▶ YOUR GOAL
Go through the data below and return each line where the string "Failed" occurs.

▶ PROVIDED RECORDS
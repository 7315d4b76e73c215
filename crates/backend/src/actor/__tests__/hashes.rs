//! HashStoreActor scenario tests: id assignment, digests, lookups.

#[cfg(test)]
mod tests {
  use std::{collections::HashSet, time::Duration};

  use futures::future::join_all;
  use pretty_assertions::assert_eq;

  use crate::{
    actor::{
      HashStoreConfig,
      __tests__::helpers::{STUCK_ACTOR, StoreTestContext, wait_for},
      handle::SendError,
      lifecycle::ShutdownCause,
      message::{HashMessage, Reservation, ResolvedDigest},
    },
    digest,
  };

  const ANGRY_MONKEY: &str =
    "ZEHhWB65gUlzdVwtDQArEyx+KVLzp/aTaRaPlBzYRIFj6vjFdqEb0Q5B8zVKCZ0vKbZPZklJz0Fd7su2A+gf7Q==";

  // ==========================================================================
  // Id Assignment
  // ==========================================================================

  #[tokio::test]
  async fn test_first_id_is_one() {
    let ctx = StoreTestContext::immediate();
    assert_eq!(ctx.reserve_ok("first").await, 1);
  }

  #[tokio::test]
  async fn test_sequential_ids_increase_by_one() {
    let ctx = StoreTestContext::immediate();

    let mut ids = Vec::new();
    for i in 0..20 {
      ids.push(ctx.reserve_ok(&format!("password-{}", i)).await);
    }

    assert_eq!(ids, (1..=20).collect::<Vec<u64>>());
  }

  #[tokio::test]
  async fn test_concurrent_reservations_are_unique_and_gapless() {
    let ctx = StoreTestContext::immediate();

    let calls = (0..64).map(|i| {
      let handle = ctx.handle.clone();
      async move { handle.reserve(format!("concurrent-{}", i)).await }
    });
    let results = tokio::time::timeout(STUCK_ACTOR, join_all(calls)).await.expect("store stuck");

    let mut ids: Vec<u64> = results
      .into_iter()
      .map(|r| r.expect("store alive").id().expect("accepted"))
      .collect();
    ids.sort_unstable();

    assert_eq!(ids, (1..=64).collect::<Vec<u64>>());
  }

  #[tokio::test]
  async fn test_tiny_mailbox_applies_backpressure_without_losing_ids() {
    let ctx = StoreTestContext::with_config(HashStoreConfig {
      hash_delay: Duration::from_millis(5),
      mailbox_capacity: 1,
    });

    let calls = (0..32).map(|i| {
      let handle = ctx.handle.clone();
      tokio::spawn(async move { handle.reserve(format!("bp-{}", i)).await })
    });
    let results = tokio::time::timeout(STUCK_ACTOR, join_all(calls)).await.expect("store stuck");

    let ids: HashSet<u64> = results
      .into_iter()
      .map(|r| r.expect("task").expect("store alive").id().expect("accepted"))
      .collect();
    assert_eq!(ids, (1..=32).collect::<HashSet<u64>>());

    // Every delayed digest still lands
    let handle = ctx.handle.clone();
    let all_resolved = wait_for(STUCK_ACTOR, || {
      let handle = handle.clone();
      async move {
        for id in 1..=32 {
          if !matches!(handle.retrieve(id).await, Ok(Some(_))) {
            return false;
          }
        }
        true
      }
    })
    .await;
    assert!(all_resolved, "all 32 digests should resolve");
  }

  // ==========================================================================
  // Digests
  // ==========================================================================

  #[tokio::test]
  async fn test_round_trip_without_delay() {
    let ctx = StoreTestContext::immediate();

    let id = ctx.reserve_ok("angryMonkey").await;
    let digest = ctx.handle.retrieve(id).await.expect("store alive");

    assert_eq!(digest.as_deref(), Some(ANGRY_MONKEY));
  }

  #[tokio::test]
  async fn test_unknown_id_is_not_found() {
    let ctx = StoreTestContext::immediate();
    ctx.reserve_ok("something").await;

    assert_eq!(ctx.handle.retrieve(999).await.expect("store alive"), None);
    assert_eq!(ctx.handle.retrieve(0).await.expect("store alive"), None);
  }

  #[tokio::test]
  async fn test_pending_digest_looks_like_not_found() {
    let ctx = StoreTestContext::with_delay(Duration::from_millis(150));

    let id = ctx.reserve_ok("angryMonkey").await;
    assert_eq!(
      ctx.handle.retrieve(id).await.expect("store alive"),
      None,
      "digest must not be visible before the delay"
    );

    let handle = ctx.handle.clone();
    let resolved = wait_for(STUCK_ACTOR, || {
      let handle = handle.clone();
      async move { matches!(handle.retrieve(id).await, Ok(Some(_))) }
    })
    .await;
    assert!(resolved, "digest should appear after the delay");
    assert_eq!(ctx.handle.retrieve(id).await.expect("store alive").as_deref(), Some(ANGRY_MONKEY));
  }

  #[tokio::test]
  async fn test_reservation_does_not_wait_for_digest() {
    let ctx = StoreTestContext::with_delay(Duration::from_secs(30));

    let started = tokio::time::Instant::now();
    let id = ctx.reserve_ok("slow").await;
    assert_eq!(id, 1);
    assert!(started.elapsed() < Duration::from_secs(1));
  }

  #[tokio::test]
  async fn test_each_id_gets_its_own_digest() {
    let ctx = StoreTestContext::immediate();

    let a = ctx.reserve_ok("alpha").await;
    let b = ctx.reserve_ok("beta").await;

    assert_eq!(ctx.handle.retrieve(a).await.unwrap(), Some(digest::encode("alpha")));
    assert_eq!(ctx.handle.retrieve(b).await.unwrap(), Some(digest::encode("beta")));
  }

  // ==========================================================================
  // Protocol Violations
  // ==========================================================================

  #[tokio::test]
  async fn test_duplicate_merge_kills_the_store() {
    let mut ctx = StoreTestContext::immediate();
    let id = ctx.reserve_ok("once").await;

    ctx
      .handle
      .sender()
      .send(HashMessage::Merge(ResolvedDigest::compute(id, "twice")))
      .await
      .expect("mailbox open");

    let after = tokio::time::timeout(STUCK_ACTOR, ctx.handle.reserve("next")).await.expect("store stuck");
    assert!(matches!(after, Err(SendError::ActorGone)));

    let cause = tokio::time::timeout(STUCK_ACTOR, &mut ctx.listener).await.expect("listener stuck");
    assert_eq!(cause, ShutdownCause::StoreGone);
  }

  #[tokio::test]
  async fn test_merge_for_unreserved_id_kills_the_store() {
    let ctx = StoreTestContext::immediate();

    ctx
      .handle
      .sender()
      .send(HashMessage::Merge(ResolvedDigest::compute(42, "never reserved")))
      .await
      .expect("mailbox open");

    let after = tokio::time::timeout(STUCK_ACTOR, ctx.handle.retrieve(42)).await.expect("store stuck");
    assert!(matches!(after, Err(SendError::ActorGone)));
  }

  // ==========================================================================
  // Actor Lifecycle
  // ==========================================================================

  #[tokio::test]
  async fn test_cancelled_store_reports_actor_gone() {
    let mut ctx = StoreTestContext::immediate();
    ctx.reserve_ok("before").await;

    ctx.cancel.cancel();

    let handle = ctx.handle.clone();
    let gone = wait_for(STUCK_ACTOR, || {
      let handle = handle.clone();
      async move { matches!(handle.reserve("after").await, Err(SendError::ActorGone)) }
    })
    .await;
    assert!(gone, "cancelled store should stop answering");

    let cause = tokio::time::timeout(STUCK_ACTOR, &mut ctx.listener).await.expect("listener stuck");
    assert_eq!(cause, ShutdownCause::StoreGone);
  }

  #[test]
  fn test_reservation_value_helpers() {
    assert_eq!(Reservation::Accepted(3).id(), Some(3));
    assert_eq!(Reservation::Rejected.id(), None);
  }
}
//! One-way digest applied to submitted plaintexts.
//!
//! SHA-512 over the UTF-8 bytes, rendered with the standard base64 alphabet
//! (padded). The function is pure and total, so callers never need to handle
//! a failure.

use base64::{Engine as _, engine::general_purpose};
use sha2::{Digest, Sha512};

/// Length of every encoded digest (64 bytes → 88 base64 chars)
pub const ENCODED_LEN: usize = 88;

/// Hash and encode a plaintext
pub fn encode(plaintext: &str) -> String {
  let hash = Sha512::digest(plaintext.as_bytes());
  general_purpose::STANDARD.encode(hash)
}
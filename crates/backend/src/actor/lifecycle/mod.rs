//! Lifecycle coordination between the stores and the process supervisor.

pub mod shutdown;

pub use shutdown::{ShutdownCause, ShutdownListener, ShutdownSignal, shutdown_channel};
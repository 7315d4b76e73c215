//! Config commands (show, init)

use std::path::Path;

use anyhow::{Context, Result, bail};
use hashvault::config::Config;

/// Show the effective configuration and where it came from
pub fn cmd_config_show(explicit: Option<&Path>) -> Result<()> {
  let config = Config::load(explicit).context("Failed to load config")?;

  match explicit {
    Some(path) => println!("Using config: {:?}", path),
    None => {
      let user_config = Config::user_config_path();
      if user_config.exists() {
        println!("Using user config: {:?}", user_config);
      } else {
        println!("Using default configuration (no config file found)");
      }
    }
  }
  println!();

  println!("{}", config.to_toml()?);
  Ok(())
}

/// Write the default template to the user config path (or `--config`)
pub fn cmd_config_init(explicit: Option<&Path>, force: bool) -> Result<()> {
  let path = explicit
    .map(Path::to_path_buf)
    .unwrap_or_else(Config::user_config_path);

  write_template(&path, force)?;

  println!("Created config: {:?}", path);
  println!("Edit the file to customize settings.");
  Ok(())
}

fn write_template(path: &Path, force: bool) -> Result<()> {
  if path.exists() && !force {
    bail!("Config file already exists: {:?} (use --force to overwrite)", path);
  }

  if let Some(parent) = path.parent() {
    std::fs::create_dir_all(parent).with_context(|| format!("Failed to create {:?}", parent))?;
  }
  std::fs::write(path, Config::generate_template()).with_context(|| format!("Failed to write {:?}", path))?;
  Ok(())
}
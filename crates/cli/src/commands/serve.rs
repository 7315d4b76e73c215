//! Serve command

use anyhow::{Context, Result};
use hashvault::{Daemon, RuntimeConfig, config::Config};
use tracing::info;

/// Apply command-line overrides on top of the loaded config
pub fn apply_overrides(config: &mut Config, bind: Option<String>, hash_delay_ms: Option<u64>) {
  if let Some(bind) = bind {
    config.server.bind = bind;
  }
  if let Some(hash_delay_ms) = hash_delay_ms {
    config.server.hash_delay_ms = hash_delay_ms;
  }
}

/// Run the server in the foreground until it drains
pub async fn cmd_serve(runtime_config: RuntimeConfig) -> Result<()> {
  let daemon = Daemon::new(runtime_config);
  daemon.run().await.context("Failed to run server")?;

  info!("Server exited cleanly");
  Ok(())
}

▶ TASK RESPONSE
  let config = Config::load(explicit).context("Failed to load config")?;
    std::fs::create_dir_all(parent).with_context(|| format!("Failed to create {:?}", parent))?;
  std::fs::write(path, Config::generate_template()).with_context(|| format!("Failed to write {:?}", path))?;
  daemon.run().await.context("Failed to run server")?;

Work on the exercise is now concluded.